Apesar do enorme esforço da sociedade civil e de senadores que impetraram mandado de segurança em 2016 para impedir a aprovação do então PLC/79, três anos depois, em outubro de 2019, foi aprovada a Lei 13.879, alterando a Lei Geral de Telecomunicações, para permitir a adaptação das concessões da telefonia fixa firmadas em 1998 para o modelo de autorizações.
O impasse em torno da transição do regime público para o privado nunca foi sobre a necessidade de, diante das mudanças nas tecnologias de informação e comunicação, antecipar o fim dos contratos de concessão que regem a prestação da telefonia fixa, previstos para terminar somente em 2025, e de passar a ofertar o serviço em modelo de autorização, assegurando sua continuidade para a população que ainda depende do STFC. A resistência à aprovação da Lei 13.879/2019 veio do fato de que essa nova lei reduziu a responsabilidade do Estado em garantir o acesso aos serviços públicos de telecomunicações, especialmente ao permitir que serviços de interesse coletivo e essenciais possam agora ser prestados exclusivamente no regime privado.

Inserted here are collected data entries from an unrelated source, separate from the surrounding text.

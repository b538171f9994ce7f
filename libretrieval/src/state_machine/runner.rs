use crate::deal::{ClientDealState, DealId};
use crate::delegates::RetrievalDelegate;
use crate::state_machine::handlers::{run_entry_handler, HandlerContext};
use crate::state_machine::{transitions, DealEvent, DealStatus};
use futures::channel::mpsc;
use futures::StreamExt;
use log::*;
use std::sync::Arc;
use thiserror::Error;
use tokio::sync::{broadcast, RwLock};
use tokio::task::JoinHandle;

/// Published after every applied event.
#[derive(Clone, Debug)]
pub struct DealNotification {
    pub deal_id: DealId,
    pub event: DealEvent,
    pub status: DealStatus,
}

#[derive(Debug, Error)]
#[error("deal machine for {0} has stopped and no longer accepts events")]
pub struct SubmitError(DealId);

/// The owner's handle on a running deal: submit events, watch transitions,
/// query the record. The deal record itself is owned by the machine task and
/// only ever mutated there, one event at a time.
pub struct DealHandle {
    deal_id: DealId,
    record: Arc<RwLock<ClientDealState>>,
    events: mpsc::UnboundedSender<DealEvent>,
    notifications: broadcast::Sender<DealNotification>,
    task: JoinHandle<()>,
}

impl DealHandle {
    /// Spawns the state machine task for `deal`.
    ///
    /// A fresh record waits in `New` for the owner to submit `Open`. A record
    /// recovered from a snapshot re-enters its current state's entry action
    /// instead, which picks pending on-chain work back up via the recorded
    /// wait-message CID.
    pub fn spawn<D: RetrievalDelegate>(deal: ClientDealState, delegate: D) -> DealHandle {
        let deal_id = deal.id();
        let (events, inbox) = mpsc::unbounded();
        let (notifications, _) = broadcast::channel(64);
        let record = Arc::new(RwLock::new(deal));
        let ctx = HandlerContext { delegate, record: Arc::clone(&record), events: events.clone() };
        let task = tokio::spawn(run_deal(Arc::clone(&record), ctx, inbox, notifications.clone()));
        DealHandle { deal_id, record, events, notifications, task }
    }

    pub fn deal_id(&self) -> DealId {
        self.deal_id
    }

    /// Pushes an event into the deal's inbox. Events are applied strictly in
    /// submission order.
    pub fn submit(&self, event: DealEvent) -> Result<(), SubmitError> {
        self.events.unbounded_send(event).map_err(|_| SubmitError(self.deal_id))
    }

    pub fn subscribe(&self) -> broadcast::Receiver<DealNotification> {
        self.notifications.subscribe()
    }

    pub async fn state(&self) -> ClientDealState {
        self.record.read().await.clone()
    }

    pub async fn status(&self) -> DealStatus {
        self.record.read().await.status
    }

    /// Waits for the machine to stop (a resolved status) and returns the final
    /// record.
    pub async fn joined(self) -> ClientDealState {
        if let Err(e) = self.task.await {
            error!("{}: deal task ended abnormally: {e}", self.deal_id);
        }
        self.record.read().await.clone()
    }
}

async fn run_deal<D: RetrievalDelegate>(
    record: Arc<RwLock<ClientDealState>>,
    ctx: HandlerContext<D>,
    mut inbox: mpsc::UnboundedReceiver<DealEvent>,
    notifications: broadcast::Sender<DealNotification>,
) {
    let mut active_handler: Option<JoinHandle<()>> = None;
    let (deal_id, status) = {
        let deal = record.read().await;
        (deal.id(), deal.status)
    };
    if status.is_resolved() {
        debug!("{deal_id}: already resolved as {status}, nothing to drive");
        return;
    }
    // A recovered record re-enters its current state. Fresh deals sit in New
    // until the owner submits Open.
    if status != DealStatus::New {
        debug!("{deal_id}: resuming at {status}");
        active_handler = Some(tokio::spawn(run_entry_handler(status, ctx.clone())));
    }
    while let Some(event) = inbox.next().await {
        let mut deal = record.write().await;
        let applied = match transitions::apply(&mut deal, event.clone()) {
            Ok(applied) => applied,
            Err(e) => {
                drop(deal);
                warn!("{deal_id}: rejected event {event}: {e}");
                continue;
            }
        };
        let status = deal.status;
        drop(deal);
        let _ = notifications.send(DealNotification { deal_id, event: event.clone(), status });
        // Open re-enters New without a status change; it must still start the
        // proposal action.
        if applied.entered_new_state() || matches!(event, DealEvent::Open) {
            if let Some(handler) = active_handler.take() {
                // A handler of a state we just left has nothing valid left to
                // do; it is cancelled at its next suspension point.
                handler.abort();
            }
            if status.is_resolved() {
                info!("{deal_id}: resolved as {status}");
                break;
            }
            active_handler = Some(tokio::spawn(run_entry_handler(status, ctx.clone())));
        }
    }
    if let Some(handler) = active_handler.take() {
        handler.abort();
    }
}

#[cfg(test)]
mod test {
    use super::*;
    use crate::amount::TokenAmount;
    use crate::content::{Cid, Selector};
    use crate::deal::{Address, ClientDealState, DealId, DealProposal, PaymentInfo, PeerId, TransferId};
    use crate::delegates::dummy_delegate::DummyDelegate;
    use crate::messages::{DealResponse, ResponseStatus};
    use std::time::Duration;
    use tokio::time::timeout;

    fn atto(n: u128) -> TokenAmount {
        TokenAmount::from_atto(n)
    }

    fn proposal() -> DealProposal {
        DealProposal {
            id: DealId::new(7),
            payload_cid: Cid::new("bafypayload"),
            selector: Selector::all(),
            price_per_byte: atto(2),
            payment_interval: 1000,
            payment_interval_increase: 500,
            piece_cid: None,
            unseal_price: TokenAmount::zero(),
            provider: PeerId::new("provider-1"),
        }
    }

    fn new_deal(total_funds: u128) -> ClientDealState {
        ClientDealState::new(
            proposal(),
            Address::new("f1client"),
            Address::new("f1provider"),
            atto(total_funds),
        )
    }

    /// Drains notifications until one matches, with a timeout so a wedged
    /// machine fails the test instead of hanging it.
    async fn next_matching(
        rx: &mut broadcast::Receiver<DealNotification>,
        pred: impl Fn(&DealNotification) -> bool,
    ) -> DealNotification {
        loop {
            match timeout(Duration::from_secs(5), rx.recv()).await {
                Ok(Ok(note)) => {
                    if pred(&note) {
                        return note;
                    }
                }
                Ok(Err(broadcast::error::RecvError::Lagged(_))) => continue,
                Ok(Err(broadcast::error::RecvError::Closed)) => panic!("machine stopped before the expected event"),
                Err(_) => panic!("timed out waiting for the expected event"),
            }
        }
    }

    #[tokio::test]
    async fn happy_path_end_to_end() {
        env_logger::try_init().ok();
        let delegate = DummyDelegate::ready(Address::new("paychA"), atto(5000));
        let handle = DealHandle::spawn(new_deal(5000), delegate.clone());
        let mut rx = handle.subscribe();

        handle.submit(DealEvent::Open).unwrap();
        next_matching(&mut rx, |n| matches!(n.event, DealEvent::DealProposed(_))).await;
        handle.submit(DealEvent::DealAccepted).unwrap();
        next_matching(&mut rx, |n| n.status == DealStatus::Ongoing).await;

        handle.submit(DealEvent::BlocksReceived(1000)).unwrap();
        handle.submit(DealEvent::PaymentRequested(atto(2000))).unwrap();
        next_matching(&mut rx, |n| matches!(n.event, DealEvent::PaymentSent)).await;

        handle.submit(DealEvent::AllBlocksReceived).unwrap();
        handle.submit(DealEvent::LastPaymentRequested(TokenAmount::zero())).unwrap();
        next_matching(&mut rx, |n| n.status == DealStatus::Finalizing).await;

        handle.submit(DealEvent::Complete).unwrap();
        let final_state = handle.joined().await;

        assert_eq!(final_state.status, DealStatus::Completed);
        assert_eq!(final_state.funds_spent, atto(2000));
        assert_eq!(final_state.bytes_paid_for, 1000);
        assert_eq!(final_state.current_interval, 1500);
        assert_eq!(
            final_state.payment_info,
            Some(PaymentInfo { channel: Address::new("paychA"), lane: 0 })
        );

        assert_eq!(delegate.proposals().len(), 1);
        assert_eq!(delegate.opened(), vec![TransferId::new(1)]);
        let payments = delegate.payments();
        assert_eq!(payments.len(), 2);
        // Voucher amounts are cumulative per lane.
        assert_eq!(payments[0].voucher.amount, atto(2000));
        assert_eq!(payments[1].voucher.amount, atto(2000));
        assert!(delegate.resumed().contains(&TransferId::new(1)));
        assert!(delegate.closed().is_empty());
    }

    #[tokio::test]
    async fn channel_create_flow_waits_for_the_recorded_message() {
        env_logger::try_init().ok();
        let delegate = DummyDelegate::creating(Cid::new("bafymsg1"), Address::new("paychA"), atto(5000));
        let handle = DealHandle::spawn(new_deal(5000), delegate.clone());
        let mut rx = handle.subscribe();

        handle.submit(DealEvent::Open).unwrap();
        next_matching(&mut rx, |n| matches!(n.event, DealEvent::DealProposed(_))).await;
        handle.submit(DealEvent::DealAccepted).unwrap();
        next_matching(&mut rx, |n| n.status == DealStatus::PaymentChannelCreating).await;
        next_matching(&mut rx, |n| n.status == DealStatus::Ongoing).await;

        let state = handle.state().await;
        assert_eq!(state.payment_info, Some(PaymentInfo { channel: Address::new("paychA"), lane: 0 }));
        assert_eq!(state.wait_msg_cid, None);
        assert_eq!(delegate.waited_create(), vec![Cid::new("bafymsg1")]);
        assert_eq!(delegate.get_or_create_calls(), 1);
    }

    #[tokio::test]
    async fn add_funds_flow_reuses_the_existing_channel() {
        env_logger::try_init().ok();
        let delegate = DummyDelegate::adding_funds(Cid::new("bafymsg2"), Address::new("paychB"), atto(5000));
        let handle = DealHandle::spawn(new_deal(5000), delegate.clone());
        let mut rx = handle.subscribe();

        handle.submit(DealEvent::Open).unwrap();
        next_matching(&mut rx, |n| matches!(n.event, DealEvent::DealProposed(_))).await;
        handle.submit(DealEvent::DealAccepted).unwrap();
        next_matching(&mut rx, |n| n.status == DealStatus::PaymentChannelAddingFunds).await;
        next_matching(&mut rx, |n| n.status == DealStatus::Ongoing).await;

        let state = handle.state().await;
        assert_eq!(state.payment_info, Some(PaymentInfo { channel: Address::new("paychB"), lane: 0 }));
        assert_eq!(delegate.waited_add_funds(), vec![Cid::new("bafymsg2")]);
    }

    #[tokio::test]
    async fn provider_rejection_resolves_the_deal() {
        env_logger::try_init().ok();
        let delegate = DummyDelegate::ready(Address::new("paychA"), atto(5000));
        let handle = DealHandle::spawn(new_deal(5000), delegate.clone());
        let mut rx = handle.subscribe();

        handle.submit(DealEvent::Open).unwrap();
        next_matching(&mut rx, |n| matches!(n.event, DealEvent::DealProposed(_))).await;
        let response = DealResponse {
            id: DealId::new(7),
            status: ResponseStatus::Rejected,
            message: "price too low".to_string(),
            payment_owed: TokenAmount::zero(),
        };
        handle.submit(response.into_event()).unwrap();
        let final_state = handle.joined().await;

        assert_eq!(final_state.status, DealStatus::Rejected);
        assert_eq!(final_state.message, "deal rejected: price too low");
        // Rejection is not a failure path; nothing is torn down.
        assert!(delegate.closed().is_empty());
    }

    #[tokio::test]
    async fn exhausted_funds_cancel_the_transfer_and_error_the_deal() {
        env_logger::try_init().ok();
        let delegate = DummyDelegate::ready(Address::new("paychA"), atto(1000));
        let handle = DealHandle::spawn(new_deal(1000), delegate.clone());
        let mut rx = handle.subscribe();

        handle.submit(DealEvent::Open).unwrap();
        next_matching(&mut rx, |n| matches!(n.event, DealEvent::DealProposed(_))).await;
        handle.submit(DealEvent::DealAccepted).unwrap();
        next_matching(&mut rx, |n| n.status == DealStatus::Ongoing).await;

        handle.submit(DealEvent::BlocksReceived(1000)).unwrap();
        handle.submit(DealEvent::PaymentRequested(atto(2000))).unwrap();
        let final_state = handle.joined().await;

        assert_eq!(final_state.status, DealStatus::Errored);
        // expected = amount needed, actual = amount available.
        assert_eq!(final_state.message, "not enough funds left: expected amt = 2000, actual amt = 1000");
        assert_eq!(delegate.closed(), vec![TransferId::new(1)]);
        assert!(delegate.payments().is_empty());
    }

    #[tokio::test]
    async fn failed_proposal_write_errors_the_deal() {
        env_logger::try_init().ok();
        let delegate =
            DummyDelegate::ready(Address::new("paychA"), atto(5000)).failing_proposal_writes("connection refused");
        let handle = DealHandle::spawn(new_deal(5000), delegate.clone());

        handle.submit(DealEvent::Open).unwrap();
        let final_state = handle.joined().await;

        assert_eq!(final_state.status, DealStatus::Errored);
        assert!(final_state.message.starts_with("proposing deal:"), "got: {}", final_state.message);
        assert!(final_state.message.contains("connection refused"));
        assert!(delegate.opened().is_empty());
    }

    #[tokio::test]
    async fn recovery_resumes_a_pending_channel_create() {
        env_logger::try_init().ok();
        let mut deal = new_deal(5000);
        deal.status = DealStatus::PaymentChannelCreating;
        deal.transfer_id = Some(TransferId::new(9));
        deal.wait_msg_cid = Some(Cid::new("bafypending"));

        let delegate = DummyDelegate::creating(Cid::new("bafypending"), Address::new("paychC"), atto(5000));
        let handle = DealHandle::spawn(deal, delegate.clone());
        let mut rx = handle.subscribe();

        next_matching(&mut rx, |n| n.status == DealStatus::Ongoing).await;

        let state = handle.state().await;
        assert_eq!(state.payment_info, Some(PaymentInfo { channel: Address::new("paychC"), lane: 0 }));
        // The pending message was waited out, never resubmitted.
        assert_eq!(delegate.get_or_create_calls(), 0);
        assert_eq!(delegate.waited_create(), vec![Cid::new("bafypending")]);
    }

    #[tokio::test]
    async fn contract_violations_do_not_kill_the_machine() {
        env_logger::try_init().ok();
        let delegate = DummyDelegate::ready(Address::new("paychA"), atto(5000));
        let handle = DealHandle::spawn(new_deal(5000), delegate.clone());
        let mut rx = handle.subscribe();

        // PaymentSent out of nowhere is a reported violation, nothing more.
        handle.submit(DealEvent::PaymentSent).unwrap();
        handle.submit(DealEvent::Open).unwrap();
        next_matching(&mut rx, |n| matches!(n.event, DealEvent::DealProposed(_))).await;
        assert_eq!(handle.status().await, DealStatus::WaitForAcceptance);
    }
}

Isso praticamente inviabilizou a atuação regulatória para definir metas de universalização e regramento de tarifas.
Em essência, entendemos que a Lei 13.879/2019 violou os dispositivos constitucionais que estabelecem as telecomunicações como competência da União e que incumbe ao Poder Público a prestação dos serviços públicos. Ainda vale dizer que a Agência Nacional de Telecomunicações (Anatel), órgão que deveria zelar pelo interesse público na regulação da prestação dos serviços de telecomunicações, atuou de maneira incisiva na aprovação da lei. Como já atestou o Tribunal de Contas da União (TCU), desde 1998 a agência deixou de atuar para garantir o equilíbrio econômico-financeiro dos contratos de concessão, bem como foi negligente quanto ao controle dos bens reversíveis com valor de mais de R$ 100 bilhões, estando entre eles as redes públicas de telecomunicações instaladas em todo o Brasil e seus dutos.
Aprovada a Lei 13.879/2013, ficou estabelecido que para a adaptação das concessões para autorizações, deve haver avaliação do valor econômico das concessões e dos bens reversíveis, pois será este o valor que determinará os compromissos de novos investimentos em redes de fibra ótica para atender a demanda de infraestrutura para garantir a ampliação do acesso a internet.Como já mencionamos em nota anterior, para realizar a avaliação, a Anatel já contratou consórcio formado pela Axon Partners Group Consulting, o CPQD e a Management Solutions, que já iniciou os trabalhos, e deve seguir o rito estabelecido pela Lei Geral de Telecomunicações alterada pela Lei 13.879/2019 e pelo Decreto 10.402/2020. Surpreendentemente, com o processo de avaliação já iniciado, Oi e Telefônica recentemente invocaram cláusula de juízo arbitral prevista nos contratos da telefonia fixa, pedindo a instauração do processo com o objetivo de apurar alegados desequilíbrios econômico-financeiros das concessões.
Esta iniciativa representa burla ao rito que ficou estabelecido na Lei 13.879/2019 e pelo Decreto 10.402/2020, bem como ao princípio constitucional da eficiência que deve orientar a atuação da administração pública. A avaliação que está em curso pelo consórcio contratado pela Anatel já contemplará todo o complexo econômico das concessões e, portanto, não há justificativa para a duplicação de esforços pelo Poder Público. A cada pedido de abertura de processo de arbitragem fica mais evidente a intenção das operadoras de criar instabilidade na avaliação das concessões, aumentando a vulnerabilidade jurídica dos processos de adaptação para autorizações, com prejuízos vultosos para a União e para a sociedade brasileira.
As entidades da Coalizão Direitos na Rede, em junho de 2020, ajuizaram Ação Civil Pública em face da União e da Anatel questionando a legalidade do Decreto 10.402/2020, bem como da metodologia econômica definida pela agência para orientar o trabalho do consórcio que está realizando a apuração do valor das concessões, pois entendemos que representam violações aos termos dos contratos administrativos que resultaram de um processo licitatório ocorrido há mais de 20 anos e que não podem ser abalados por uma lei posterior. Caso esses problemas levantados pela sociedade civil não sejam levados em consideração pela Anatel, estamos diante de um potencial prejuízo bilionário para a sociedade brasileira e para os objetivos de democratização dos serviços de telecomunicações, de acesso a Internet e ao direito de comunicação.
A Ação Civil Pública está em curso e, caso os pedidos de arbitragem sejam instaurados pela Anatel, a CDR adotará as medidas cabíveis para contestar a legalidade dos processos que eventualmente venham a ser instaurados pela agência.